*What you are asked to do*
The answer must be every line from the entries below that includes "EnergySystemParameters".
- - - -
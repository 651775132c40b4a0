//! Constraint generators.
//!
//! Each generator is a function of a read-only [`ModelView`] returning named
//! [`Constraint`] families. A family is a list of rows, one per index point it
//! applies to; rows that would reference a time step outside the horizon are
//! not generated. A generator asked about an asset class the portfolio lacks
//! returns an empty list.

mod battery;
mod generator;
mod market;
mod scenario;

pub use battery::battery_constraints;
pub use generator::{generator_constraints, MIN_OUTPUT_FRACTION};
pub use market::market_constraints;
pub use scenario::scenario_constraints;

use crate::expr::LinearRelation;
use crate::variables::{ModelVariables, Variable, VariableHandle, VariableRegistry};
use powerfolio_core::{Coordinates, Dimension, EnergySystemParameters, ModelResult, Point, Shape};

/// One instance of a constraint family.
#[derive(Debug, Clone)]
pub struct Row {
    pub point: Point,
    pub relation: LinearRelation,
}

/// A named family of linear relations over a shared index.
#[derive(Debug, Clone)]
pub struct Constraint {
    name: String,
    dims: Vec<Dimension>,
    rows: Vec<Row>,
}

impl Constraint {
    pub fn new(name: impl Into<String>, dims: &[Dimension]) -> Self {
        Self {
            name: name.into(),
            dims: dims.to_vec(),
            rows: Vec::new(),
        }
    }

    pub fn push(&mut self, point: Point, relation: LinearRelation) {
        self.rows.push(Row { point, relation });
    }

    pub fn name(&self) -> &str {
        &self.name
    }

    pub fn dims(&self) -> &[Dimension] {
        &self.dims
    }

    pub fn rows(&self) -> &[Row] {
        &self.rows
    }

    pub fn len(&self) -> usize {
        self.rows.len()
    }

    pub fn is_empty(&self) -> bool {
        self.rows.is_empty()
    }

    /// Row at `point`, if the family has one there.
    pub fn row_at(&self, point: &Point) -> Option<&Row> {
        self.rows.iter().find(|row| {
            self.dims
                .iter()
                .all(|d| row.point.get(*d) == point.get(*d))
        })
    }
}

/// Builds a family by evaluating `row` at every point of `shape`; `None` skips the point.
pub(crate) fn family(
    name: &str,
    shape: &Shape,
    mut row: impl FnMut(&Point) -> Option<LinearRelation>,
) -> Constraint {
    let mut constraint = Constraint::new(name, shape.dims());
    for point in shape.points() {
        if let Some(relation) = row(&point) {
            constraint.push(point, relation);
        }
    }
    constraint
}

/// Everything a generator may read while the model is being assembled.
#[derive(Clone, Copy)]
pub struct ModelView<'a> {
    pub coords: &'a Coordinates,
    pub params: &'a EnergySystemParameters,
    pub registry: &'a VariableRegistry,
    pub vars: &'a ModelVariables,
}

impl<'a> ModelView<'a> {
    pub fn var(&self, handle: VariableHandle) -> &'a Variable {
        &self.registry[handle]
    }

    /// (scenario, time, asset) shape for one asset class.
    pub fn asset_shape(&self, asset: Dimension) -> ModelResult<Shape> {
        self.coords
            .shape(&crate::variables::asset_dims(asset))
    }

    pub fn last_time(&self) -> usize {
        self.coords.len(Dimension::Time).saturating_sub(1)
    }
}

pub(crate) fn time_of(point: &Point) -> usize {
    point.position(Dimension::Time)
}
- - - -
*Result of the exercise*
use powerfolio_core::{Coordinates, Dimension, EnergySystemParameters, ModelResult, Point, Shape};
    pub params: &'a EnergySystemParameters,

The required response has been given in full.